Collected data:
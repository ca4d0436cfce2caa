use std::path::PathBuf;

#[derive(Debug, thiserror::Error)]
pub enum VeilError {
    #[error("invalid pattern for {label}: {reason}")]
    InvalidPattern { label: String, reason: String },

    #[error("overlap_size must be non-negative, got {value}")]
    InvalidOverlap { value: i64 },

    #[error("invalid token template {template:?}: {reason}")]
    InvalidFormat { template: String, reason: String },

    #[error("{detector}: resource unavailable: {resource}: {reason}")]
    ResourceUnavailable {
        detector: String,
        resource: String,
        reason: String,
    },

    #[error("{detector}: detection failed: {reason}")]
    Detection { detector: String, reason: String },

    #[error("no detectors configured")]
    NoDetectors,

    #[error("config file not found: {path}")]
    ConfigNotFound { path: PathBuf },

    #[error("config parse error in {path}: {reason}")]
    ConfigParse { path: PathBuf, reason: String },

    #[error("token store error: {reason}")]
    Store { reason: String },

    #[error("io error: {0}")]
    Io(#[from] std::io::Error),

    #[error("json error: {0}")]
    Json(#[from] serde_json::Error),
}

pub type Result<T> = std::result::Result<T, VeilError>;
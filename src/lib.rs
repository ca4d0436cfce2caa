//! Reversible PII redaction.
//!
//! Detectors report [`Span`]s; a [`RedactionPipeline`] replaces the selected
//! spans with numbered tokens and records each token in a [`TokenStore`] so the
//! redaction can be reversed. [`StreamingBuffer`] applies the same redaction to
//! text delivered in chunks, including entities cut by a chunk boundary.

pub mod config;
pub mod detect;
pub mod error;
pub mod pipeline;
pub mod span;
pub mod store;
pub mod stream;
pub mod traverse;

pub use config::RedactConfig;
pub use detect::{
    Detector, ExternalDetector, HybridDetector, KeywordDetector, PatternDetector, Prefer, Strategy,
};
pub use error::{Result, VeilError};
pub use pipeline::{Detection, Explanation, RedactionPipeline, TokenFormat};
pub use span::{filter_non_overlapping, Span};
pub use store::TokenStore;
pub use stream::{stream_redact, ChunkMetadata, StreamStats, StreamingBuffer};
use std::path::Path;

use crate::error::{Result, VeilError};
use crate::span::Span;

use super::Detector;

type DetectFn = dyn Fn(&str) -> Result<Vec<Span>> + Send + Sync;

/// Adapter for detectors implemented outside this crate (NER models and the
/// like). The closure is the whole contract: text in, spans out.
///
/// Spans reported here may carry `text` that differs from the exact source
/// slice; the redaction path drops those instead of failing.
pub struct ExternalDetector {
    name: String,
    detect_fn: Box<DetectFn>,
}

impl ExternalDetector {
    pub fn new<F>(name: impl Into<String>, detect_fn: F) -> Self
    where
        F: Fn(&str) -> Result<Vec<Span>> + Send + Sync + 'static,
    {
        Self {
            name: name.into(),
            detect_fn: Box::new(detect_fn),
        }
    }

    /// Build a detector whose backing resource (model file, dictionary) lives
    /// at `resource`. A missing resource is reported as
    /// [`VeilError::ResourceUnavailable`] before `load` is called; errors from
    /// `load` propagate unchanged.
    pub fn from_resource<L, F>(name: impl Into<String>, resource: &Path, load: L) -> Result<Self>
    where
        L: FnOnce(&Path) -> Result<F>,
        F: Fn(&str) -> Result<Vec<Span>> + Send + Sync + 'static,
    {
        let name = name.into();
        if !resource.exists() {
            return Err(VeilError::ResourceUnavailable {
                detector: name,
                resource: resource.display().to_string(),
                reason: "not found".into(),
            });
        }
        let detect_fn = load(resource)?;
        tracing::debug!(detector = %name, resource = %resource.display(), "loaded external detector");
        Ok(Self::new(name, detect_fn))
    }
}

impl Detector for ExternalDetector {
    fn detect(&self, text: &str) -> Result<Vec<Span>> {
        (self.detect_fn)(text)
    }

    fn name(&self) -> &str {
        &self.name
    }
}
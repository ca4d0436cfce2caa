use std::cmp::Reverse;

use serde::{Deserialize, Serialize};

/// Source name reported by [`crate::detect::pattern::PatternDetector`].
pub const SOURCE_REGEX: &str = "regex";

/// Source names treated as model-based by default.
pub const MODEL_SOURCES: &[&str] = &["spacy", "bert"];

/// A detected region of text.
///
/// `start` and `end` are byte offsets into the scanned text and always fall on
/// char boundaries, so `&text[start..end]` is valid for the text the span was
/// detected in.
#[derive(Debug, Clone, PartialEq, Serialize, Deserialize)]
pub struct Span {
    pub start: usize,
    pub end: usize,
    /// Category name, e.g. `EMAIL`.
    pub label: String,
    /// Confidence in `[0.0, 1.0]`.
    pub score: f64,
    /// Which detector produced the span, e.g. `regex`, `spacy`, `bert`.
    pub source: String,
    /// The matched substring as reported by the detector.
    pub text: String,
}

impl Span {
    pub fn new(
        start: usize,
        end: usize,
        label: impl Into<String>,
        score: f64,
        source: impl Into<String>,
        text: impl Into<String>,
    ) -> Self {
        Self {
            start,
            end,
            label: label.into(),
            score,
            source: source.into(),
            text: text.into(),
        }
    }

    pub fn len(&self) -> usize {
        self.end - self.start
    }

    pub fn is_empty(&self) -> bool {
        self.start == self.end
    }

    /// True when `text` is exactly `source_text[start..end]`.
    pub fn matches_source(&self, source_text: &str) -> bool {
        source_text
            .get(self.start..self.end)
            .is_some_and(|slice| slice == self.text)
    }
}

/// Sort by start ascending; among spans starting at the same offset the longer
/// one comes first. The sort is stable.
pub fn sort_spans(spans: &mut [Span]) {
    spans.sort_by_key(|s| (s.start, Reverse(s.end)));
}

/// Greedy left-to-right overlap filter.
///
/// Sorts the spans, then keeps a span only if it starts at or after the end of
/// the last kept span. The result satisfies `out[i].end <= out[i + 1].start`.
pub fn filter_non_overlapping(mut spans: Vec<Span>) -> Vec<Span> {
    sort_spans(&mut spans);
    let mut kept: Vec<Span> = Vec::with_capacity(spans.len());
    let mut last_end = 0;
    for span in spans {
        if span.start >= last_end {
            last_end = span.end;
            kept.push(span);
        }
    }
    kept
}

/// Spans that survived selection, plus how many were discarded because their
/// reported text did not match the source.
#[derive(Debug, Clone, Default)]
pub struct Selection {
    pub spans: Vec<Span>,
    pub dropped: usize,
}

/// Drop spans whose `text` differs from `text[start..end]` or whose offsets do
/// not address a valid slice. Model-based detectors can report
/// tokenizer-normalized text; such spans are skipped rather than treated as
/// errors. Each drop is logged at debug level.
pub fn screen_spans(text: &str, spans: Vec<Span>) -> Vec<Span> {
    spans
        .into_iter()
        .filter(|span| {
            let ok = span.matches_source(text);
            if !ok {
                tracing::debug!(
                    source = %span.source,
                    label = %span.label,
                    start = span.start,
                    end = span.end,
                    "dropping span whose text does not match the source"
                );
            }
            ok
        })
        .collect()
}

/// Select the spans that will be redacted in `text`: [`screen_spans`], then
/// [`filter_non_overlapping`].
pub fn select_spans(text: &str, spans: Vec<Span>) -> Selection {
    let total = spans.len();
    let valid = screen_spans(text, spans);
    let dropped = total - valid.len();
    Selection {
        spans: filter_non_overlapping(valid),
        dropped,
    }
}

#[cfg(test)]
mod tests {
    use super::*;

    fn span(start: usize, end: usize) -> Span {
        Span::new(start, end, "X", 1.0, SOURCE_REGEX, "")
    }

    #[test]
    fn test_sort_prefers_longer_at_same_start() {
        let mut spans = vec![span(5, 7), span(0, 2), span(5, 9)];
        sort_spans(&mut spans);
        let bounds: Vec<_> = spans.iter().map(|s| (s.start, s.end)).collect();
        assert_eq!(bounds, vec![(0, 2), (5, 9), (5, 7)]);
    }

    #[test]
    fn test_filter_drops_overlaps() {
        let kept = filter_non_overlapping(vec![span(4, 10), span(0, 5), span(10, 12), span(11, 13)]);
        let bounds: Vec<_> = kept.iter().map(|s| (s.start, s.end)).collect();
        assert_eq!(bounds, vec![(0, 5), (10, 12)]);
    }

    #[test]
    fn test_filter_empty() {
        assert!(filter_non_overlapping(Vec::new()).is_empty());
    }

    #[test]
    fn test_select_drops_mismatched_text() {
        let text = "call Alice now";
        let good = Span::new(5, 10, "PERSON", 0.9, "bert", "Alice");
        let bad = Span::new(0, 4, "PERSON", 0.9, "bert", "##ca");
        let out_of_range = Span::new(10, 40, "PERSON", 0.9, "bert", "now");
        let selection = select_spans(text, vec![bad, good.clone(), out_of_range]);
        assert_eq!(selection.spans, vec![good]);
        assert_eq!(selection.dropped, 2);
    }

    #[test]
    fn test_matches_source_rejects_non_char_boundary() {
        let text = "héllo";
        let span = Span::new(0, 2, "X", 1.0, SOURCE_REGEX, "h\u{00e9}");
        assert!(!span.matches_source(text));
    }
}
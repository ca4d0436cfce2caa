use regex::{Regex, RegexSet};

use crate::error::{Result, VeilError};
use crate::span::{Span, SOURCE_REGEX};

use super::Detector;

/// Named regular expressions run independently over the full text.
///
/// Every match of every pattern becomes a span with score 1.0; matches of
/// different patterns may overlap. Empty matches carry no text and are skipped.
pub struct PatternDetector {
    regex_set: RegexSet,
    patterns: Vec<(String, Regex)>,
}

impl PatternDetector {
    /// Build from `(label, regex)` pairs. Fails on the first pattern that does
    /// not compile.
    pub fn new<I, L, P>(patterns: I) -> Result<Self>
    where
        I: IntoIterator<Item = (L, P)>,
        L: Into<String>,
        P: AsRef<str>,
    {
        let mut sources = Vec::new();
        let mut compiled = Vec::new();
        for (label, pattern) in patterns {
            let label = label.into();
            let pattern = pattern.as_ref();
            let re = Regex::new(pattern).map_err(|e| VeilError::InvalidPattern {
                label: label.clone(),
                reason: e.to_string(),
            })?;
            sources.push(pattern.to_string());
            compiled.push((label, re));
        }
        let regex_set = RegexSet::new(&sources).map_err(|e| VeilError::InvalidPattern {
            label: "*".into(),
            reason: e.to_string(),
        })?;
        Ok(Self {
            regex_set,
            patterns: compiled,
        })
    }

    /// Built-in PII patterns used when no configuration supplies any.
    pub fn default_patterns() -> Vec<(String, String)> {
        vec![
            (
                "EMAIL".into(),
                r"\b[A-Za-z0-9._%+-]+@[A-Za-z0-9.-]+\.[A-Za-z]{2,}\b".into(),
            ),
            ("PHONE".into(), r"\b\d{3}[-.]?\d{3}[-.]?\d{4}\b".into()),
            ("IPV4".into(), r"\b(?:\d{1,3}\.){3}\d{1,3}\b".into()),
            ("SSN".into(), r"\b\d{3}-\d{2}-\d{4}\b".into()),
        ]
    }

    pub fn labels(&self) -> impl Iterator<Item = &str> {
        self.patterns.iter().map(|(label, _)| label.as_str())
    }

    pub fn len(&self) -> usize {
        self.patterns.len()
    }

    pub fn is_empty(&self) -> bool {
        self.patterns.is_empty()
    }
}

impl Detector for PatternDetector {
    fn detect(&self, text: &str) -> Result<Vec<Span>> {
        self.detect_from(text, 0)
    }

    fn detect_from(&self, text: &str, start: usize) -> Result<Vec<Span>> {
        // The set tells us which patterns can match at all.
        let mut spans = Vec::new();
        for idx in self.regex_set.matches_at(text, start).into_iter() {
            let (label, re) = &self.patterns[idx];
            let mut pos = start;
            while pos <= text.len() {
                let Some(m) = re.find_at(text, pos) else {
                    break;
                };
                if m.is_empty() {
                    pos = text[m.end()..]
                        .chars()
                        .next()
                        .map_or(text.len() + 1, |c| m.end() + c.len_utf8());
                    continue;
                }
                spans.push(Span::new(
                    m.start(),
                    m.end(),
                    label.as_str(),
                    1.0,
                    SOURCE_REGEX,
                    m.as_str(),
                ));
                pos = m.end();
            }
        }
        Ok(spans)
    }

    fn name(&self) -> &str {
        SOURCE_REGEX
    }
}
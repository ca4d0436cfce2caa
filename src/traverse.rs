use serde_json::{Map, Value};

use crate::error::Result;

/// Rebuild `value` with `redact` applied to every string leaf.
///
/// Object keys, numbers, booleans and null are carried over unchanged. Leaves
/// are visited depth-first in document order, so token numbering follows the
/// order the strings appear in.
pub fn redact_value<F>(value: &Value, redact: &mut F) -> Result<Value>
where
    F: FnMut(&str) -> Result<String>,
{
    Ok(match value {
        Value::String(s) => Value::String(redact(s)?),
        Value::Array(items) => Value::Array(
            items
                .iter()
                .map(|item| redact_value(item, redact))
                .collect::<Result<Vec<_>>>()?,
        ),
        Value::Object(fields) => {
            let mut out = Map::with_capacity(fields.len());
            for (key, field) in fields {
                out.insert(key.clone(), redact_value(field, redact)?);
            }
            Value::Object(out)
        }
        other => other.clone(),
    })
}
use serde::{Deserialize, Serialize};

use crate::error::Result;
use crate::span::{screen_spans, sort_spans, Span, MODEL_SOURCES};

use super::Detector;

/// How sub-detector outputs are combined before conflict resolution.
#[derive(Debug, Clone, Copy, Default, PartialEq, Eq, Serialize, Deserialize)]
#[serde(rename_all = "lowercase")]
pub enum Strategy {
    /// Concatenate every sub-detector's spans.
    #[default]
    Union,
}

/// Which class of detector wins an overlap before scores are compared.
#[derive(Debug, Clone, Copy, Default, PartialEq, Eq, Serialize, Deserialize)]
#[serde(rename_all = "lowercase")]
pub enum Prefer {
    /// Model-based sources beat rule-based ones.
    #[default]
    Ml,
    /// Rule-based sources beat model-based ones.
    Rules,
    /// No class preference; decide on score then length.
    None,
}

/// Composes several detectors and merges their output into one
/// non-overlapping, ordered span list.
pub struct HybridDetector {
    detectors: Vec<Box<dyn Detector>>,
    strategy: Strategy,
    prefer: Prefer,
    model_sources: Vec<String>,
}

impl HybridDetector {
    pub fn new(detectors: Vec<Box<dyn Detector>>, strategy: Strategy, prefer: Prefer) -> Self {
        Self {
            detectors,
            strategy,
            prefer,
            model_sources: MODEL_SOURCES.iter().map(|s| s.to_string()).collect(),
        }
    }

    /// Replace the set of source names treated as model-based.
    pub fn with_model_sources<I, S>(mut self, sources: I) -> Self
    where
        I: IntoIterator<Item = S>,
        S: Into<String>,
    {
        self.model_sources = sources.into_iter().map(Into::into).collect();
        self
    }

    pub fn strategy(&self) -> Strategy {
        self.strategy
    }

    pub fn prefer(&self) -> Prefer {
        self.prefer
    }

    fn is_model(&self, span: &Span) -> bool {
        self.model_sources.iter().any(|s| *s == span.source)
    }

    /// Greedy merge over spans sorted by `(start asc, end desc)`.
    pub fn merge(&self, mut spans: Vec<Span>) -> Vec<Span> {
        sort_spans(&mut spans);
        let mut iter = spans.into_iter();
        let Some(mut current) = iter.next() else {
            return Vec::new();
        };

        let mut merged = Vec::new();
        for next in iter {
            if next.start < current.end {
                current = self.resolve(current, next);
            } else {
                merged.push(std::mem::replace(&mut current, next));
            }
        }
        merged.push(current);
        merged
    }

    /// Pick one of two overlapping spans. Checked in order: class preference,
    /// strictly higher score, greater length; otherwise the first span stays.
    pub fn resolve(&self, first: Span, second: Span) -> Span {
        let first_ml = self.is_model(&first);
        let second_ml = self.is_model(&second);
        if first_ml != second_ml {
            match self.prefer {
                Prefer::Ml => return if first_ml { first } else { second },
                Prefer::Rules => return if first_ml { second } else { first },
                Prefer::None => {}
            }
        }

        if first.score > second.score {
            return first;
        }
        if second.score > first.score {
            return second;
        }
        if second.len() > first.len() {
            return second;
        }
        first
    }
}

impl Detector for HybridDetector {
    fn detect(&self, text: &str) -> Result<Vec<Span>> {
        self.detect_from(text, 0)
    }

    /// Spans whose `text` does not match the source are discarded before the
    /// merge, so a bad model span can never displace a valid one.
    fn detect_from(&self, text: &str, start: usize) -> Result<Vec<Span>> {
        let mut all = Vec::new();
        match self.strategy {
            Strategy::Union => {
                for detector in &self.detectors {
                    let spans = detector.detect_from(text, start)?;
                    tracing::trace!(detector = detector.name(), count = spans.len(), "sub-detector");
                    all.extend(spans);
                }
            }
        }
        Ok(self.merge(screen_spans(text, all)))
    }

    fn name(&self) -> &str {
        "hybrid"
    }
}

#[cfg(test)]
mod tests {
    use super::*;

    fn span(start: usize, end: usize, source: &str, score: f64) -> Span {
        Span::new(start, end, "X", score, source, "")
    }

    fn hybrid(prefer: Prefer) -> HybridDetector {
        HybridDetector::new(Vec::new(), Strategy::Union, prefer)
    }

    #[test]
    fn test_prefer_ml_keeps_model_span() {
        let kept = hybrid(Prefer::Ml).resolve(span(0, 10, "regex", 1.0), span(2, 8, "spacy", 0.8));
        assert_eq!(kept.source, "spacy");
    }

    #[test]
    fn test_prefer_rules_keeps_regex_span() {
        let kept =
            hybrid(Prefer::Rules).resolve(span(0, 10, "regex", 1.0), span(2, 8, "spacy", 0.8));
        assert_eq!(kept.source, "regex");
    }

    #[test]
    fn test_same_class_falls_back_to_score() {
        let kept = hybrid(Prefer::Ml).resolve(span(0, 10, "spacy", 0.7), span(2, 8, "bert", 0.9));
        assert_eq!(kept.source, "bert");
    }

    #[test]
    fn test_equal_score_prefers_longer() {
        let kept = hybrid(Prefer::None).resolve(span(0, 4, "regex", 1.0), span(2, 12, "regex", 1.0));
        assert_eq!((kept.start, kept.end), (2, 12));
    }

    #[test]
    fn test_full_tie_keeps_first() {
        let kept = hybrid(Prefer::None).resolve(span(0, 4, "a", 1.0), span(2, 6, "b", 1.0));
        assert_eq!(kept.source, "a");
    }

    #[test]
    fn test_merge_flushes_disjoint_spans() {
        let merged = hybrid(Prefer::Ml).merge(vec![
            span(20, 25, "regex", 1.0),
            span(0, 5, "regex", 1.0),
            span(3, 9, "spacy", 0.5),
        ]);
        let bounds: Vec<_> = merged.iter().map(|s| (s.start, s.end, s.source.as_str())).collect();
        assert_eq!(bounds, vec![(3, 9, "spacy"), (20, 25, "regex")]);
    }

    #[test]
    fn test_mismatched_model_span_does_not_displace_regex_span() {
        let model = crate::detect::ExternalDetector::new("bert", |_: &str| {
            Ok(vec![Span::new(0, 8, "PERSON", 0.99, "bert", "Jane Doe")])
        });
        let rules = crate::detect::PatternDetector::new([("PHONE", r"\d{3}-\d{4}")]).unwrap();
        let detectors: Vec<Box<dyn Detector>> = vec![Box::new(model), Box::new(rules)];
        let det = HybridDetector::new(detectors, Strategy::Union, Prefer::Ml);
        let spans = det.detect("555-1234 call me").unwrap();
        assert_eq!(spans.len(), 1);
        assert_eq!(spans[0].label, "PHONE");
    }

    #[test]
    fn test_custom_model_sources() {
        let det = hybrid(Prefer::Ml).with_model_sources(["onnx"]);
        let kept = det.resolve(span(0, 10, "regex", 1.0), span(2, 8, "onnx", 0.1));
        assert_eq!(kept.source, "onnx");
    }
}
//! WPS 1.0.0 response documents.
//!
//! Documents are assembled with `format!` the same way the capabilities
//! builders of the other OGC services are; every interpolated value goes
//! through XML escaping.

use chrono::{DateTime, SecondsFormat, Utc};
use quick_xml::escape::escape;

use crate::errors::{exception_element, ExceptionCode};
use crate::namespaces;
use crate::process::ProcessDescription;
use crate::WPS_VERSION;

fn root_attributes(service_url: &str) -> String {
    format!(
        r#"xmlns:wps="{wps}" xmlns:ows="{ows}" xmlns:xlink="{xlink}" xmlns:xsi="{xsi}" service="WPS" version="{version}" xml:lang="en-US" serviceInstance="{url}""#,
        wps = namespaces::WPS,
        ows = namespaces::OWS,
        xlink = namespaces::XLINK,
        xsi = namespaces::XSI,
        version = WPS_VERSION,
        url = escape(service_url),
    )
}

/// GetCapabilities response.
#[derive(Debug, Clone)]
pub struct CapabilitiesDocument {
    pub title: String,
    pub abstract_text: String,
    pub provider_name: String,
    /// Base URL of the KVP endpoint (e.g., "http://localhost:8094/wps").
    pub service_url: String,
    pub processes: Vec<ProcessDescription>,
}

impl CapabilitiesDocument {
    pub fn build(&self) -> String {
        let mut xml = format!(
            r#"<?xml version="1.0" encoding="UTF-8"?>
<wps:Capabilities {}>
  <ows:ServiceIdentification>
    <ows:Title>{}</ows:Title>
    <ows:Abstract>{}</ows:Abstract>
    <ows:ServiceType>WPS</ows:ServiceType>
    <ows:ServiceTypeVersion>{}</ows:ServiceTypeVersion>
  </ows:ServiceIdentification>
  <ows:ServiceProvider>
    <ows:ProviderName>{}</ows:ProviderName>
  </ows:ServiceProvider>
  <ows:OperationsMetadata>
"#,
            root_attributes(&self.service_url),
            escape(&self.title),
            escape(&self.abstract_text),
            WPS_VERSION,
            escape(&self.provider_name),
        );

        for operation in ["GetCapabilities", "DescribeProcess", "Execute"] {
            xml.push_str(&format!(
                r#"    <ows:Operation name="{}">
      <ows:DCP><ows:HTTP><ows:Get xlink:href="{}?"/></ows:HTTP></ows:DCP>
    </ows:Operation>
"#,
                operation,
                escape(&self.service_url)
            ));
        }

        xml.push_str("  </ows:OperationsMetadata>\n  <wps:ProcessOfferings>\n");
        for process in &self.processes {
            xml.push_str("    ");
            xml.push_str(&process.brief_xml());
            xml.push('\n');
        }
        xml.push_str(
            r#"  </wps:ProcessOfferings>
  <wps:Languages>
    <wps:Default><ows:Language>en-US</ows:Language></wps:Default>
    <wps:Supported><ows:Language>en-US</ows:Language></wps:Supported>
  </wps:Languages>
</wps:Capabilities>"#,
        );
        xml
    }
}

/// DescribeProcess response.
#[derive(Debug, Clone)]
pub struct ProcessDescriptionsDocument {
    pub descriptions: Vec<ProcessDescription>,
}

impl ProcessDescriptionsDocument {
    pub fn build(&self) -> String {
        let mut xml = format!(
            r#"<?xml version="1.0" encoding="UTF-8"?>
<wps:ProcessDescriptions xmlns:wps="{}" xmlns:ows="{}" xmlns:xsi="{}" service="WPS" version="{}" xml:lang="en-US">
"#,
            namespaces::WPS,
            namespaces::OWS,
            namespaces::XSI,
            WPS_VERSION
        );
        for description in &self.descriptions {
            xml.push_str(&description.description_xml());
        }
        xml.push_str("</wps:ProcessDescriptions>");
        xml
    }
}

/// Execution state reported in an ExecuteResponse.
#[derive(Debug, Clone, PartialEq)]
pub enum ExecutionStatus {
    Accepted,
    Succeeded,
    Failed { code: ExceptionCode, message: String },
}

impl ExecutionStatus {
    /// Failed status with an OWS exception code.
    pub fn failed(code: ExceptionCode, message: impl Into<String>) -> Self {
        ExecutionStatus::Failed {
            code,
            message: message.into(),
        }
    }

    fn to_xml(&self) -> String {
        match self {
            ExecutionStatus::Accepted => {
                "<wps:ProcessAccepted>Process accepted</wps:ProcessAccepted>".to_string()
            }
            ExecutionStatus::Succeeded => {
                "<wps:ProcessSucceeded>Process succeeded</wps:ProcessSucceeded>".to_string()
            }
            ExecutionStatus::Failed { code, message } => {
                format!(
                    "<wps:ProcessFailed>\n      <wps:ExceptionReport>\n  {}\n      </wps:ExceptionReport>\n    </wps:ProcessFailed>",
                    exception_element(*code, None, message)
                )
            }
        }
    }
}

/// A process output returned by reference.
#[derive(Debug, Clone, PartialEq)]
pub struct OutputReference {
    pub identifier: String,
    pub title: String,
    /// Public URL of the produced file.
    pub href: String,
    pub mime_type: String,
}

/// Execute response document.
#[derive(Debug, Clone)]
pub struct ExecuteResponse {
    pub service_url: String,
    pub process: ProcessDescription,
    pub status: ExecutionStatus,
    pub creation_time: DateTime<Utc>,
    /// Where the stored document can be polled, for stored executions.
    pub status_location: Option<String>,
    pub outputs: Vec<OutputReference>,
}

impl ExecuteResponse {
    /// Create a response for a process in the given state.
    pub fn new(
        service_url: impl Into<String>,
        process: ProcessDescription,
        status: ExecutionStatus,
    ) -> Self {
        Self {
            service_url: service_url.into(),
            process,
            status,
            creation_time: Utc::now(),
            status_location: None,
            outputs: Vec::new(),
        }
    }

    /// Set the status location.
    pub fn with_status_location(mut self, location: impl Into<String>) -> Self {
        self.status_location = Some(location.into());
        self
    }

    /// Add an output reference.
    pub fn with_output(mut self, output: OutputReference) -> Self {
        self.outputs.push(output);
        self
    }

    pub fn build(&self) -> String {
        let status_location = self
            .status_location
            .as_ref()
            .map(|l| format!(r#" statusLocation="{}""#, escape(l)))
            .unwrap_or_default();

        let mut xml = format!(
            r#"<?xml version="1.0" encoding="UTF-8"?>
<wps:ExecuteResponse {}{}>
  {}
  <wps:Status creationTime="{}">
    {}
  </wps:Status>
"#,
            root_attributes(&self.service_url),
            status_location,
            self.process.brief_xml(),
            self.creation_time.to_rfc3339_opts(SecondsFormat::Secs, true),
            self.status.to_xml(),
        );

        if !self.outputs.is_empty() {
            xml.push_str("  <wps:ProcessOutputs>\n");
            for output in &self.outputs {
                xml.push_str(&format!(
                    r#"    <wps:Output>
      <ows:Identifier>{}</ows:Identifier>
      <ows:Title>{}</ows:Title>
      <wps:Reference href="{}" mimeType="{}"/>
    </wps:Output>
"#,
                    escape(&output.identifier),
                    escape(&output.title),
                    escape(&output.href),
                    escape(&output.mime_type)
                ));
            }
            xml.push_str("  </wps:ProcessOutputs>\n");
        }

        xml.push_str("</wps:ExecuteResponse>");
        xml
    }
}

**Problem:** In the records above, find each line with the word "OutputReference" and copy it.

**Solution to this problem:**
pub struct OutputReference {
    pub outputs: Vec<OutputReference>,
    pub fn with_output(mut self, output: OutputReference) -> Self {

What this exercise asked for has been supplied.